RECORDS PROVIDED:

//! Aggregation engine for a personal finance ledger.
//!
//! A [`Snapshot`](snapshot::Snapshot) holds wallets, a two-level category
//! hierarchy and transactions, validated once at construction. Everything
//! else in the crate is a read-only query over that snapshot: balances,
//! spending within half-open time windows, category rankings rolled up to
//! root categories, and the filter tokens the transaction list offers.
//!
//! Calendar boundaries always come from a caller-supplied
//! [`chrono::TimeZone`]; the crate never consults the machine's local zone.
//!
//! ```
//! use ledger_engine::aggregate;
//! use ledger_engine::snapshot::Snapshot;
//!
//! let snapshot = Snapshot::from_json(
//!     r#"{"wallets": [{"id": "w", "name": "Cash", "balance": 1500,
//!         "type": "cash", "updatedAt": "2024-04-15T00:00:00Z"}]}"#,
//! )?;
//! assert_eq!(aggregate::total_balance(&snapshot), 1500);
//! # Ok::<(), ledger_engine::error::LedgerError>(())
//! ```

pub mod aggregate;
pub mod error;
pub mod hierarchy;
pub mod models;
pub mod query;
pub mod snapshot;
pub mod views;
pub mod window;
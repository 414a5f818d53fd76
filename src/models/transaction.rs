//! Transaction model.

use chrono::{DateTime, Utc};
use serde::{Deserialize, Serialize};

use super::{CategoryId, EntryKind, GeoPoint, TransactionId, WalletId};

/// A single income or expense booked against a wallet.
#[derive(Debug, Clone, PartialEq, Serialize, Deserialize)]
#[serde(rename_all = "camelCase")]
pub struct Transaction {
    /// Unique identifier.
    pub id: TransactionId,
    /// Wallet the money moved in or out of.
    pub wallet_id: WalletId,
    /// Category the transaction is booked under.
    pub category_id: CategoryId,
    /// Optional sub-category; must be a direct child of `category_id`.
    #[serde(default, skip_serializing_if = "Option::is_none")]
    pub sub_category_id: Option<CategoryId>,
    /// Amount in whole VND (> 0).
    pub amount: i64,
    /// Income or expense; must match the category kind.
    #[serde(rename = "type")]
    pub kind: EntryKind,
    /// When the transaction happened.
    pub date: DateTime<Utc>,
    /// Free-form description.
    pub description: String,
    /// Where the transaction happened.
    #[serde(default, skip_serializing_if = "Option::is_none")]
    pub location: Option<GeoPoint>,
}

impl Transaction {
    /// Returns the amount signed by direction: positive for income,
    /// negative for expenses.
    #[inline]
    #[must_use]
    pub const fn signed_amount(&self) -> i64 {
        match self.kind {
            EntryKind::Income => self.amount,
            EntryKind::Expense => -self.amount,
        }
    }
}
//! Category hierarchy resolution.
//!
//! [`CategoryTree`] indexes categories by id and resolves parent, child and
//! root relationships. Edges are built once; every walk up the parent chain
//! is cycle-safe regardless of how deep the hierarchy is.

use std::collections::{HashMap, HashSet};

use crate::error::{EntityKind, HierarchyError, Result, ValidationError, ValidationRule};
use crate::models::{Category, CategoryId};

/// Default nesting limit: a root category and one level of sub-categories.
pub const DEFAULT_MAX_CATEGORY_DEPTH: usize = 2;

/// Categories indexed by id with resolved parent/child edges.
#[derive(Debug, Clone, Default)]
pub struct CategoryTree {
    /// Categories in input order.
    categories: Vec<Category>,
    /// Position of each category in `categories`.
    index: HashMap<CategoryId, usize>,
    /// Direct children of each parent, sorted by id.
    children: HashMap<CategoryId, Vec<usize>>,
}

impl CategoryTree {
    /// Builds and validates a tree from raw categories.
    ///
    /// Checks, in order: unique ids, existing parents, parents of the same
    /// kind, acyclic parent chains and the depth limit. The first violation
    /// is returned.
    ///
    /// # Errors
    ///
    /// Returns [`crate::error::LedgerError::Validation`] for duplicate ids,
    /// dangling or mismatched parents and over-deep nesting, and
    /// [`crate::error::LedgerError::Hierarchy`] for cyclic parentage.
    #[tracing::instrument(skip_all, fields(categories = categories.len()))]
    pub fn build(categories: Vec<Category>, max_depth: usize) -> Result<Self> {
        let mut index = HashMap::with_capacity(categories.len());
        for (position, category) in categories.iter().enumerate() {
            if index.insert(category.id.clone(), position).is_some() {
                return Err(category_error(category, ValidationRule::DuplicateId).into());
            }
        }

        for category in &categories {
            let Some(parent_id) = category.parent_id.as_ref() else {
                continue;
            };
            let parent = index
                .get(parent_id)
                .and_then(|&position| categories.get(position))
                .ok_or_else(|| {
                    category_error(
                        category,
                        ValidationRule::UnknownParent(parent_id.to_string()),
                    )
                })?;
            if parent.kind != category.kind {
                return Err(category_error(
                    category,
                    ValidationRule::ParentKindMismatch {
                        parent: parent.id.to_string(),
                        parent_kind: parent.kind.to_string(),
                        expected: category.kind.to_string(),
                    },
                )
                .into());
            }
        }

        let mut tree = Self {
            categories,
            index,
            children: HashMap::new(),
        };

        for category in &tree.categories {
            let depth = tree.depth_of(&category.id)?;
            if depth > max_depth {
                return Err(category_error(
                    category,
                    ValidationRule::DepthExceeded {
                        depth,
                        max: max_depth,
                    },
                )
                .into());
            }
        }

        let mut children: HashMap<CategoryId, Vec<usize>> = HashMap::new();
        for (position, category) in tree.categories.iter().enumerate() {
            if let Some(parent_id) = category.parent_id.as_ref() {
                children.entry(parent_id.clone()).or_default().push(position);
            }
        }
        for positions in children.values_mut() {
            positions.sort_by(|&a, &b| {
                let left = tree.categories.get(a).map(|c| &c.id);
                let right = tree.categories.get(b).map(|c| &c.id);
                left.cmp(&right)
            });
        }
        tree.children = children;

        tracing::debug!(
            categories = tree.categories.len(),
            roots = tree.roots().count(),
            "built category tree"
        );
        Ok(tree)
    }

    /// Looks up a category by id.
    #[inline]
    #[must_use]
    pub fn get(&self, id: &CategoryId) -> Option<&Category> {
        self.index
            .get(id)
            .and_then(|&position| self.categories.get(position))
    }

    /// Returns `true` if the tree contains the given id.
    #[inline]
    #[must_use]
    pub fn contains(&self, id: &CategoryId) -> bool {
        self.index.contains_key(id)
    }

    /// Returns the number of categories.
    #[inline]
    #[must_use]
    pub fn len(&self) -> usize {
        self.categories.len()
    }

    /// Returns `true` if the tree holds no categories.
    #[inline]
    #[must_use]
    pub fn is_empty(&self) -> bool {
        self.categories.is_empty()
    }

    /// Iterates over all categories in input order.
    #[inline]
    pub fn iter(&self) -> core::slice::Iter<'_, Category> {
        self.categories.iter()
    }

    /// Iterates over root categories in input order.
    #[inline]
    pub fn roots(&self) -> impl Iterator<Item = &Category> {
        self.categories.iter().filter(|category| category.is_root())
    }

    /// Returns the parent of a category, or `None` for roots and unknown
    /// ids.
    #[inline]
    #[must_use]
    pub fn parent_of(&self, id: &CategoryId) -> Option<&Category> {
        self.get(id)
            .and_then(|category| category.parent_id.as_ref())
            .and_then(|parent_id| self.get(parent_id))
    }

    /// Returns the direct children of a category ordered by id.
    ///
    /// Leaves and unknown ids yield an empty vector.
    #[inline]
    #[must_use]
    pub fn children_of(&self, id: &CategoryId) -> Vec<&Category> {
        self.children.get(id).map_or_else(Vec::new, |positions| {
            positions
                .iter()
                .filter_map(|&position| self.categories.get(position))
                .collect()
        })
    }

    /// Walks parent links up to the root category.
    ///
    /// # Errors
    ///
    /// Returns [`HierarchyError::UnknownCategory`] if `id` (or a parent on
    /// the way) is not in the tree, and [`HierarchyError::Cycle`] if the
    /// walk revisits a category.
    #[inline]
    pub fn root_of(&self, id: &CategoryId) -> core::result::Result<&Category, HierarchyError> {
        self.walk(id).map(|(root, _)| root)
    }

    /// Returns the nesting depth of a category; roots have depth 1.
    ///
    /// # Errors
    ///
    /// Same as [`CategoryTree::root_of`].
    #[inline]
    pub fn depth_of(&self, id: &CategoryId) -> core::result::Result<usize, HierarchyError> {
        self.walk(id).map(|(_, depth)| depth)
    }

    /// Returns `true` if `child` is a direct child of `parent`.
    #[inline]
    #[must_use]
    pub fn is_child_of(&self, child: &CategoryId, parent: &CategoryId) -> bool {
        self.get(child)
            .and_then(|category| category.parent_id.as_ref())
            .is_some_and(|parent_id| parent_id == parent)
    }

    /// Follows parent links from `id`, returning the root and the number of
    /// categories on the path (including both ends).
    fn walk(&self, id: &CategoryId) -> core::result::Result<(&Category, usize), HierarchyError> {
        let mut current = self
            .get(id)
            .ok_or_else(|| HierarchyError::UnknownCategory(id.clone()))?;
        let mut chain = vec![id.clone()];
        let mut seen: HashSet<&CategoryId> = HashSet::from([&current.id]);

        while let Some(parent_id) = current.parent_id.as_ref() {
            chain.push(parent_id.clone());
            if !seen.insert(parent_id) {
                return Err(HierarchyError::Cycle {
                    start: id.clone(),
                    chain,
                });
            }
            current = self
                .get(parent_id)
                .ok_or_else(|| HierarchyError::UnknownCategory(parent_id.clone()))?;
        }
        Ok((current, chain.len()))
    }
}

impl<'tree> IntoIterator for &'tree CategoryTree {
    type Item = &'tree Category;
    type IntoIter = core::slice::Iter<'tree, Category>;

    #[inline]
    fn into_iter(self) -> Self::IntoIter {
        self.iter()
    }
}

/// Builds a category-scoped validation error.
fn category_error(category: &Category, rule: ValidationRule) -> ValidationError {
    ValidationError::new(EntityKind::Category, category.id.as_inner(), rule)
}
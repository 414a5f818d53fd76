//! Display-ready projections of snapshot data.
//!
//! Views resolve ids into names and icons so a renderer never has to look
//! anything up. They borrow from the snapshot and serialize to camelCase
//! JSON.

use chrono::{DateTime, TimeZone, Utc};
use serde::Serialize;

use crate::aggregate::{self, CategorySpend};
use crate::models::{Category, EntryKind, Transaction, Wallet};
use crate::snapshot::Snapshot;
use crate::window::TimeWindow;

/// Icon shown for a transaction whose category carries none.
pub const FALLBACK_ICON: &str = "💰";

/// One line of the transaction list.
#[derive(Debug, Clone, Copy, PartialEq, Serialize)]
#[serde(rename_all = "camelCase")]
pub struct TransactionRow<'snap> {
    /// The underlying transaction.
    pub transaction: &'snap Transaction,
    /// Name of the wallet the transaction is booked against.
    pub wallet_name: &'snap str,
    /// Name of the transaction's category.
    pub category_name: &'snap str,
    /// Icon of the category, or [`FALLBACK_ICON`].
    pub icon: &'snap str,
    /// Name of the sub-category, if any.
    pub sub_category_name: Option<&'snap str>,
    /// Amount with income positive and expense negative.
    pub signed_amount: i64,
}

/// Resolves names and icons for each transaction, keeping the input order.
#[must_use]
pub fn transaction_rows<'snap>(
    snapshot: &'snap Snapshot,
    transactions: &[&'snap Transaction],
) -> Vec<TransactionRow<'snap>> {
    transactions
        .iter()
        .map(|&tx| {
            let category = snapshot.resolved_category(&tx.category_id);
            let icon = if category.icon.is_empty() {
                FALLBACK_ICON
            } else {
                category.icon.as_str()
            };
            TransactionRow {
                transaction: tx,
                wallet_name: snapshot.resolved_wallet(&tx.wallet_id).name.as_str(),
                category_name: category.name.as_str(),
                icon,
                sub_category_name: tx
                    .sub_category_id
                    .as_ref()
                    .map(|id| snapshot.resolved_category(id).name.as_str()),
                signed_amount: tx.signed_amount(),
            }
        })
        .collect()
}

/// One tile of the category grid.
#[derive(Debug, Clone, PartialEq, Eq, Serialize)]
#[serde(rename_all = "camelCase")]
pub struct CategoryCard<'snap> {
    /// The category.
    pub category: &'snap Category,
    /// Name of the parent category, for sub-categories.
    pub parent_name: Option<&'snap str>,
    /// Number of direct sub-categories.
    pub children: usize,
}

impl CategoryCard<'_> {
    /// Income/expense kind of the category.
    #[inline]
    #[must_use]
    pub const fn kind(&self) -> EntryKind {
        self.category.kind
    }
}

/// Cards for every category, in input order.
#[must_use]
pub fn category_cards(snapshot: &Snapshot) -> Vec<CategoryCard<'_>> {
    let tree = snapshot.categories();
    tree.iter()
        .map(|category| CategoryCard {
            category,
            parent_name: tree.parent_of(&category.id).map(|parent| parent.name.as_str()),
            children: tree.children_of(&category.id).len(),
        })
        .collect()
}

/// Home screen figures.
#[derive(Debug, Clone, PartialEq, Serialize)]
#[serde(rename_all = "camelCase")]
pub struct Dashboard<'snap> {
    /// Sum of all wallet balances.
    pub total_balance: i64,
    /// Expense on the caller's current day.
    pub spending_today: i64,
    /// Income within the current week.
    pub income_this_week: i64,
    /// Expense within the current week.
    pub spending_this_week: i64,
    /// All wallets, in input order.
    pub wallets: &'snap [Wallet],
    /// Top root categories by expense within the current week.
    pub top_categories: Vec<CategorySpend<'snap>>,
    /// Most recent transactions.
    pub recent: Vec<TransactionRow<'snap>>,
}

/// Assembles the home screen for the caller's `now` in `tz`.
///
/// "This week" is the Monday-to-Sunday week containing `now`. At most
/// `top_n` categories and `recent_n` transactions are included.
#[tracing::instrument(skip(snapshot, tz))]
pub fn dashboard<'snap, Tz: TimeZone>(
    snapshot: &'snap Snapshot,
    now: DateTime<Utc>,
    tz: &Tz,
    top_n: usize,
    recent_n: usize,
) -> Dashboard<'snap> {
    let week = TimeWindow::week_of(now, tz);
    let recent: Vec<&Transaction> = aggregate::filter_transactions(snapshot, |_| true)
        .into_iter()
        .take(recent_n)
        .collect();

    Dashboard {
        total_balance: aggregate::total_balance(snapshot),
        spending_today: aggregate::spending_today(snapshot, now, tz),
        income_this_week: aggregate::income_within(snapshot, &week),
        spending_this_week: aggregate::spending_within(snapshot, &week),
        wallets: snapshot.wallets(),
        top_categories: aggregate::top_categories_by_spend(snapshot, top_n, &week),
        recent: transaction_rows(snapshot, &recent),
    }
}
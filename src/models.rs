//! Data models for ledger entities.
//!
//! This module contains strongly-typed representations of wallets,
//! categories and transactions, newtype ID wrappers, and enumeration types
//! for constrained values.

mod category;
mod enums;
mod geo;
mod ids;
mod transaction;
mod wallet;

pub use category::Category;
pub use enums::{EntryKind, WalletType};
pub use geo::GeoPoint;
pub use ids::{CategoryId, TransactionId, WalletId};
pub use transaction::Transaction;
pub use wallet::Wallet;
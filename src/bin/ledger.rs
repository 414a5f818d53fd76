//! CLI binary for browsing a ledger snapshot stored as JSON.

use std::fs;
use std::io::{self, Write as _};
use std::path::{Path, PathBuf};
use std::process::ExitCode;

use chrono::{DateTime, NaiveDate, Utc};
use chrono_tz::Tz;
use clap::{Args, Parser, Subcommand};
use comfy_table::presets::UTF8_FULL;
use comfy_table::{Cell, Color, Table};
use ledger_engine::aggregate::{self, CategorySpend};
use ledger_engine::models::{EntryKind, Wallet};
use ledger_engine::query::{self, FilterToken};
use ledger_engine::snapshot::Snapshot;
use ledger_engine::views::{self, CategoryCard, Dashboard, TransactionRow};
use ledger_engine::window::TimeWindow;
use owo_colors::OwoColorize;
use serde::Serialize;

/// Number of categories shown on the summary screen.
const SUMMARY_TOP: usize = 3;

/// Number of recent transactions shown on the summary screen.
const SUMMARY_RECENT: usize = 5;

/// Ledger CLI: balances, spending and category rankings from a JSON
/// snapshot.
#[derive(Debug, Parser)]
#[command(name = "ledger", version, about)]
struct Cli {
    /// Ledger JSON file holding `wallets`, `categories` and `transactions`.
    #[arg(long, env = "LEDGER_FILE", value_name = "PATH")]
    file: PathBuf,
    /// Time zone for calendar boundaries (IANA name such as
    /// `Asia/Ho_Chi_Minh`, or `UTC`).
    #[arg(long, env = "LEDGER_TZ", value_name = "ZONE", value_parser = parse_tz)]
    tz: Tz,
    /// Print JSON instead of tables.
    #[arg(long)]
    json: bool,
    /// Subcommand to execute.
    #[command(subcommand)]
    command: Command,
}

/// Available subcommands.
#[derive(Debug, Subcommand)]
enum Command {
    /// Net worth, today's spending and this week's top categories.
    Summary,
    /// List all wallets.
    Wallets,
    /// List all categories with their hierarchy.
    Categories,
    /// List transactions, most recent first.
    Transactions(TransactionArgs),
    /// Total expense between two dates.
    Spending(RangeArgs),
    /// Rank root categories by expense.
    Top(TopArgs),
}

/// Arguments for the `transactions` subcommand.
#[derive(Debug, Args)]
struct TransactionArgs {
    /// One of `all`, `today`, `income` or `expense`.
    #[arg(long, default_value = "all")]
    filter: String,
}

/// Arguments for the `spending` subcommand.
#[derive(Debug, Args)]
struct RangeArgs {
    /// Start date (inclusive, YYYY-MM-DD).
    #[arg(long, value_parser = parse_date)]
    from: NaiveDate,
    /// End date (exclusive, YYYY-MM-DD).
    #[arg(long, value_parser = parse_date)]
    to: NaiveDate,
}

/// Arguments for the `top` subcommand.
#[derive(Debug, Args)]
struct TopArgs {
    /// Maximum number of categories to show.
    #[arg(short, default_value_t = SUMMARY_TOP)]
    n: usize,
    /// Start date (inclusive, YYYY-MM-DD). Defaults to the current week.
    #[arg(long, requires = "to", value_parser = parse_date)]
    from: Option<NaiveDate>,
    /// End date (exclusive, YYYY-MM-DD). Requires --from.
    #[arg(long, requires = "from", value_parser = parse_date)]
    to: Option<NaiveDate>,
}
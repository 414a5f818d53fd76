//! Error types for the ledger engine.

use crate::models::CategoryId;

/// Convenience alias used throughout the crate.
pub type Result<T> = core::result::Result<T, LedgerError>;

/// All errors that can occur when building or querying a ledger snapshot.
#[derive(Debug, thiserror::Error)]
pub enum LedgerError {
    /// A record in the snapshot violates a ledger invariant.
    #[error(transparent)]
    Validation(#[from] ValidationError),

    /// The category parent chain is cyclic or references an unknown id.
    #[error(transparent)]
    Hierarchy(#[from] HierarchyError),

    /// A query was configured with an unsupported value.
    #[error(transparent)]
    Configuration(#[from] ConfigurationError),

    /// JSON deserialization of a snapshot failed.
    #[error("serialization error: {0}")]
    Serialization(#[from] serde_json::Error),
}

/// Kind of record a [`ValidationError`] refers to.
#[derive(Debug, Clone, Copy, PartialEq, Eq, Hash)]
pub enum EntityKind {
    /// A wallet record.
    Wallet,
    /// A category record.
    Category,
    /// A transaction record.
    Transaction,
}

impl core::fmt::Display for EntityKind {
    #[inline]
    fn fmt(&self, f: &mut core::fmt::Formatter<'_>) -> core::fmt::Result {
        f.write_str(match *self {
            Self::Wallet => "wallet",
            Self::Category => "category",
            Self::Transaction => "transaction",
        })
    }
}

/// The invariant a record broke.
#[derive(Debug, Clone, PartialEq, thiserror::Error)]
pub enum ValidationRule {
    /// Another record of the same kind already uses this id.
    #[error("duplicate id")]
    DuplicateId,
    /// The referenced wallet does not exist.
    #[error("references unknown wallet `{0}`")]
    UnknownWallet(String),
    /// The referenced category does not exist.
    #[error("references unknown category `{0}`")]
    UnknownCategory(String),
    /// The referenced sub-category does not exist.
    #[error("references unknown sub-category `{0}`")]
    UnknownSubCategory(String),
    /// The referenced parent category does not exist.
    #[error("references unknown parent category `{0}`")]
    UnknownParent(String),
    /// A category's parent has a different income/expense kind.
    #[error("parent category `{parent}` is {parent_kind}, expected {expected}")]
    ParentKindMismatch {
        /// Parent category id.
        parent: String,
        /// Kind of the parent.
        parent_kind: String,
        /// Kind of the child.
        expected: String,
    },
    /// A transaction's kind differs from its category's kind.
    #[error("transaction is {actual} but category `{category}` is {expected}")]
    KindMismatch {
        /// Category id.
        category: String,
        /// Kind of the category.
        expected: String,
        /// Kind of the transaction.
        actual: String,
    },
    /// The sub-category is not a direct child of the transaction's category.
    #[error("sub-category `{sub_category}` is not a child of `{category}`")]
    NotAChild {
        /// Category id.
        category: String,
        /// Sub-category id.
        sub_category: String,
    },
    /// The amount is zero or negative.
    #[error("amount must be positive, got {0}")]
    NonPositiveAmount(i64),
    /// The location lies outside valid latitude/longitude ranges.
    #[error("location ({lat}, {lng}) is out of range")]
    InvalidLocation {
        /// Latitude as supplied.
        lat: f64,
        /// Longitude as supplied.
        lng: f64,
    },
    /// Adding this record's amount to the running total of its kind leaves
    /// the `i64` range.
    #[error("running total overflows at amount {0}")]
    TotalOverflow(i64),
    /// The category is nested deeper than allowed.
    #[error("category depth {depth} exceeds maximum {max}")]
    DepthExceeded {
        /// Depth of the category (root = 1).
        depth: usize,
        /// Configured maximum depth.
        max: usize,
    },
}

/// A snapshot record failed validation.
#[derive(Debug, Clone, PartialEq, thiserror::Error)]
#[error("invalid {entity} `{id}`: {rule}")]
pub struct ValidationError {
    /// Kind of the offending record.
    pub entity: EntityKind,
    /// Id of the offending record.
    pub id: String,
    /// The rule it violated.
    pub rule: ValidationRule,
}

impl ValidationError {
    /// Creates a validation error for the given record.
    #[inline]
    #[must_use]
    pub fn new<I: Into<String>>(entity: EntityKind, id: I, rule: ValidationRule) -> Self {
        Self {
            entity,
            id: id.into(),
            rule,
        }
    }
}

/// Category hierarchy resolution failed.
#[derive(Debug, Clone, PartialEq, Eq, thiserror::Error)]
pub enum HierarchyError {
    /// Walking parent links revisited a category.
    #[error("cyclic category parentage starting at `{start}`: {}", format_chain(.chain))]
    Cycle {
        /// Category the walk started from.
        start: CategoryId,
        /// Categories visited, ending with the repeated one.
        chain: Vec<CategoryId>,
    },
    /// The category id is not part of the hierarchy.
    #[error("unknown category `{0}`")]
    UnknownCategory(CategoryId),
}

/// Renders a cycle chain as `a -> b -> a`.
fn format_chain(chain: &[CategoryId]) -> String {
    chain
        .iter()
        .map(CategoryId::as_inner)
        .collect::<Vec<_>>()
        .join(" -> ")
}

/// A query facade input was not recognised.
#[derive(Debug, Clone, PartialEq, Eq, thiserror::Error)]
pub enum ConfigurationError {
    /// The transaction filter token is not part of the vocabulary.
    #[error("unknown filter token `{0}` (expected all, today, income or expense)")]
    UnknownFilterToken(String),
}
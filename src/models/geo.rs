//! Geographic point attached to transactions.

use serde::{Deserialize, Serialize};

/// Latitude/longitude pair in decimal degrees.
///
/// Always carried as a nested object (`{"lat": .., "lng": ..}`), never as an
/// encoded string.
#[derive(Debug, Clone, Copy, PartialEq, Serialize, Deserialize)]
#[serde(deny_unknown_fields)]
pub struct GeoPoint {
    /// Latitude, `-90.0..=90.0`.
    pub lat: f64,
    /// Longitude, `-180.0..=180.0`.
    pub lng: f64,
}

impl GeoPoint {
    /// Creates a point without validating it.
    #[inline]
    #[must_use]
    pub const fn new(lat: f64, lng: f64) -> Self {
        Self { lat, lng }
    }

    /// Returns `true` if both coordinates are finite and within range.
    #[inline]
    #[must_use]
    pub fn is_valid(&self) -> bool {
        self.lat.is_finite()
            && self.lng.is_finite()
            && (-90.0_f64..=90.0_f64).contains(&self.lat)
            && (-180.0_f64..=180.0_f64).contains(&self.lng)
    }
}
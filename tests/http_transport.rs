/// Streamable HTTP transport tests: a real listener on an ephemeral port.

use std::sync::Arc;

use serde_json::json;

use kma_nowcast::config::Config;
use kma_nowcast::server::{http, SERVER_NAME};
use kma_nowcast::Nowcaster;

async fn spawn_server() -> String {
    let nowcaster = Arc::new(Nowcaster::new(Config::default().with_service_key("test-key")));
    let listener = tokio::net::TcpListener::bind("127.0.0.1:0")
        .await
        .expect("bind ephemeral port");
    let addr = listener.local_addr().expect("local addr");
    tokio::spawn(async move {
        axum::serve(listener, http::router(nowcaster)).await.ok();
    });
    format!("http://{}", addr)
}

#[tokio::test]
async fn test_healthz_is_ok() {
    let base = spawn_server().await;
    let response = reqwest::get(format!("{}/healthz", base)).await.expect("healthz reachable");
    assert_eq!(response.status(), 200);
    assert_eq!(response.text().await.unwrap(), "ok");
}

#[tokio::test]
async fn test_initialize_over_http_names_the_server() {
    let base = spawn_server().await;
    let response = reqwest::Client::new()
        .post(format!("{}/mcp", base))
        .header("accept", "application/json, text/event-stream")
        .json(&json!({
            "jsonrpc": "2.0",
            "id": 1,
            "method": "initialize",
            "params": {
                "protocolVersion": "2025-03-26",
                "capabilities": {},
                "clientInfo": { "name": "http-test", "version": "0.0.0" }
            }
        }))
        .send()
        .await
        .expect("request sent");

    assert_eq!(response.status(), 200);
    let body = response.text().await.expect("body");
    assert!(body.contains(SERVER_NAME), "initialize result names the server: {}", body);
    assert!(body.contains("\"id\":1"), "response echoes the request id: {}", body);
}

#[tokio::test]
async fn test_unknown_path_is_not_found() {
    let base = spawn_server().await;
    let response = reqwest::Client::new()
        .post(format!("{}/other", base))
        .json(&json!({ "jsonrpc": "2.0", "id": 1, "method": "ping" }))
        .send()
        .await
        .expect("request sent");
    assert_eq!(response.status(), 404);
}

YOUR GOAL: Among the lines above, find the ones containing "that" and copy them.

RESULT OF THIS TASK:
//! else in the crate is a read-only query over that snapshot: balances,
/// All errors that can occur when building or querying a ledger snapshot.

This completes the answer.